09 abril 2012

Vai um gin do Peter’s?

A sugestão de hoje é um filme de três minutos, que segue no final do gin. Vencedor em Cannes, na categoria das curtas-metragens, «PORCELAIN UNICORN»(1) explora uma metáfora linda, das intemporais, que percorre intacta toda uma vida, da infância até ao alvor dos cabelos brancos.
Decorre num período intencionalmente hostil, a Segunda Guerra Mundial, na situação mais extrema – o ápice da perseguição nazi aos judeus. Torna-se especialmente tocante por decorrer no aconchego de casa de família, simples e acolhedora. Ainda por cima com crianças amorosas, expoentes da inocência. Porém, simbolicamente, exibem as marcas de pertença a pólos opostos: ela com a cruz de David bordada na braçadeira, ele a imitar as milícias do Reich replicando o mundo adulto que lhe era próximo…
Cinge-se a poucas personagens. Recorrendo a actos por demais conhecidos, como a crueldade selvática das SS, oscila entre dois tempos q.b. distantes em termos cronológicos, mas cruciais enquanto ciclos da vida humana. E centra-se num símbolo forte: um unicórnio de uma beleza nívea e frágil, a caber na palma de uma mão.  


Enquanto brincava aos soldados, o rapazinho descobriu uma

refugiada a brincar na clandestinidade. Mas, ao invés dos

soldados, a sua era uma missão de paz... 

O galardão assinala-o como o Vencedor de uma Competição muito sugestiva para cinema, promovida pela Philips, chamada Conte à sua Maneira («Tell It Your Way»). De facto, os três minutos voam nas mãos do realizador Keegan Wilcox, expondo sugestivamente a semente de bem que, anos mais tarde, cresceu e pôde vir em desforra de um tempo que fora prisioneiro do mal total. Mas nem isso é completamente exacto, pois mesmo durante esse período de trevas tinha havido espaço para uma intervenção pessoal, minúscula, embora muito eficiente, à medida da pequena grande-criança que a protagonizou! Demonstrou como há sempre uma aberta mínima para o exercício da liberdade pessoal, mesmo em face das piores situações, permitindo mitigar (ainda que ligeiramente) a fúria do ódio em acção.
O gesto heróico da criança é expressivo da importância de cada opção, incluindo a mais ínfima, para definir ou consolidar um carácter. Porque a identidade humana permanece em devir, desde o nascimento até à morte. Aquele menino imberbe é a personificação da pessoa que escolhe, todos os dias, ser movida pela bondade e pela coragem, apesar da coragem que isso implica.

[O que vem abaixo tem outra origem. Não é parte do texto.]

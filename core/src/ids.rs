//! Typed identifiers.
//!
//! Each identifier wraps a [`Uuid`] so that rooms, properties and
//! reservations cannot be mixed up at call sites.

use serde::{Deserialize, Serialize};
use std::fmt;
use uuid::Uuid;

macro_rules! uuid_id {
    ($(#[$meta:meta])* $name:ident) => {
        $(#[$meta])*
        #[derive(Debug, Clone, Copy, PartialEq, Eq, Hash, PartialOrd, Ord, Serialize, Deserialize)]
        pub struct $name(Uuid);

        impl $name {
            /// Creates a new random identifier
            #[must_use]
            pub fn new() -> Self {
                Self(Uuid::new_v4())
            }

            /// Wraps an existing UUID
            #[must_use]
            pub const fn from_uuid(uuid: Uuid) -> Self {
                Self(uuid)
            }

            /// Returns the inner UUID
            #[must_use]
            pub const fn as_uuid(&self) -> &Uuid {
                &self.0
            }
        }

        impl Default for $name {
            fn default() -> Self {
                Self::new()
            }
        }

        impl fmt::Display for $name {
            fn fmt(&self, f: &mut fmt::Formatter<'_>) -> fmt::Result {
                write!(f, "{}", self.0)
            }
        }
    };
}

uuid_id!(
    /// Identifier of an internal room
    RoomId
);

uuid_id!(
    /// Identifier of an internal property (a building holding rooms)
    PropertyId
);

uuid_id!(
    /// Identifier of a reconciled reservation
    ReservationId
);
//! Date and timestamp parsing shared by the source translators.
//!
//! Blank strings count as absent. Every parser reports the offending field so
//! translation errors point at the payload key that broke.

use super::TranslationCause;
use chrono::{DateTime, FixedOffset, NaiveDate, NaiveDateTime, TimeZone, Utc};

/// `yyyy-MM-dd`
pub const ISO_DATE: &str = "%Y-%m-%d";

/// `yyyyMMdd`
pub const COMPACT_DATE: &str = "%Y%m%d";

/// `yyyy-MM-ddTHH:mm:ss`
pub const LOCAL_DATE_TIME: &str = "%Y-%m-%dT%H:%M:%S";

/// Seconds east of UTC for sources reporting wall-clock time at +09:00
pub const KST_OFFSET_SECS: i32 = 9 * 3600;

/// Trimmed value, or `None` when missing or blank
pub fn non_blank(value: Option<&str>) -> Option<&str> {
    value.map(str::trim).filter(|v| !v.is_empty())
}

/// Owned variant of [`non_blank`]
pub fn non_blank_owned(value: Option<String>) -> Option<String> {
    non_blank(value.as_deref()).map(ToOwned::to_owned)
}

/// Parse an optional date with the given `format`.
///
/// # Errors
///
/// Returns [`TranslationCause::InvalidDate`] if a non-blank value does not match.
pub fn parse_date(
    field: &'static str,
    value: Option<&str>,
    format: &str,
) -> Result<Option<NaiveDate>, TranslationCause> {
    non_blank(value)
        .map(|raw| {
            NaiveDate::parse_from_str(raw, format).map_err(|_| TranslationCause::InvalidDate {
                field,
                value: raw.to_string(),
            })
        })
        .transpose()
}

/// Parse an optional offset-less local timestamp observed at `offset_secs` east of UTC.
///
/// # Errors
///
/// Returns [`TranslationCause::InvalidTimestamp`] if a non-blank value does not match.
pub fn parse_local_date_time(
    field: &'static str,
    value: Option<&str>,
    offset_secs: i32,
) -> Result<Option<DateTime<Utc>>, TranslationCause> {
    let Some(raw) = non_blank(value) else {
        return Ok(None);
    };
    let invalid = || TranslationCause::InvalidTimestamp {
        field,
        value: raw.to_string(),
    };
    let offset = FixedOffset::east_opt(offset_secs).ok_or_else(invalid)?;
    let local = NaiveDateTime::parse_from_str(raw, LOCAL_DATE_TIME).map_err(|_| invalid())?;
    offset
        .from_local_datetime(&local)
        .single()
        .map(|at| Some(at.with_timezone(&Utc)))
        .ok_or_else(invalid)
}

/// Convert optional epoch milliseconds.
///
/// # Errors
///
/// Returns [`TranslationCause::InvalidTimestamp`] if the value is out of range.
pub fn from_epoch_millis(
    field: &'static str,
    value: Option<i64>,
) -> Result<Option<DateTime<Utc>>, TranslationCause> {
    value
        .map(|millis| {
            DateTime::from_timestamp_millis(millis).ok_or_else(|| {
                TranslationCause::InvalidTimestamp {
                    field,
                    value: millis.to_string(),
                }
            })
        })
        .transpose()
}

/// Convert optional epoch seconds.
///
/// # Errors
///
/// Returns [`TranslationCause::InvalidTimestamp`] if the value is out of range.
pub fn from_epoch_seconds(
    field: &'static str,
    value: Option<i64>,
) -> Result<Option<DateTime<Utc>>, TranslationCause> {
    value
        .map(|secs| {
            DateTime::from_timestamp(secs, 0).ok_or_else(|| TranslationCause::InvalidTimestamp {
                field,
                value: secs.to_string(),
            })
        })
        .transpose()
}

Ora, a memória de um bom homem ajuda a que o tempo lhe seja favorável, enquanto guardiã da percentagem de bem que se preserva, ao longo da vida. Nessa arca de registos passados, o menino já crescido conseguiu reter o melhor daquele episódio tremendo da infância. Assim, de um mal horrendo foi possível extrair algum bem. Porque o seu tempo vivido na atenção aos outros, levou-o a querer repor os estragos (possíveis) do tal outro tempo de bestialidade. A ponto de pouco ou nada se ter perdido, naquela voragem devoradora de um antigamente sangrento e desvairado.
Sem me deter em pormenor sobre a simbologia do unicórnio, vale a pena sublinhar, em traços gerais, a riqueza mitológica deste cavalo branco de chifre proeminente, com poderes mágicos. Na tradição ancestral, este ser feroz e indomável significava o poder da alma e a junção de opostos, pelas diferentes partes de animal que reunia (corpo de cavalo, patas de gazela, rabo de leão, chifre de antílope). A sua captura envolvia um ritual especialíssimo, em que uma jovem seria a única presença capaz de o atrair e domar. Sob o efeito da sedução feminina, o unicórnio ficaria então à mercê dos caçadores. Não por acaso, foi o símbolo exibido no final do grande filme «Blade Runner» (de Ridley Scott, 1982), quando as dúvidas sobre quem era ou não replicant estavam ao rubro e faltaria ainda capturar um… Na tradição cristã converteu-se em símbolo de pureza, representação de Maria e expressão da vida eremita e monacal.   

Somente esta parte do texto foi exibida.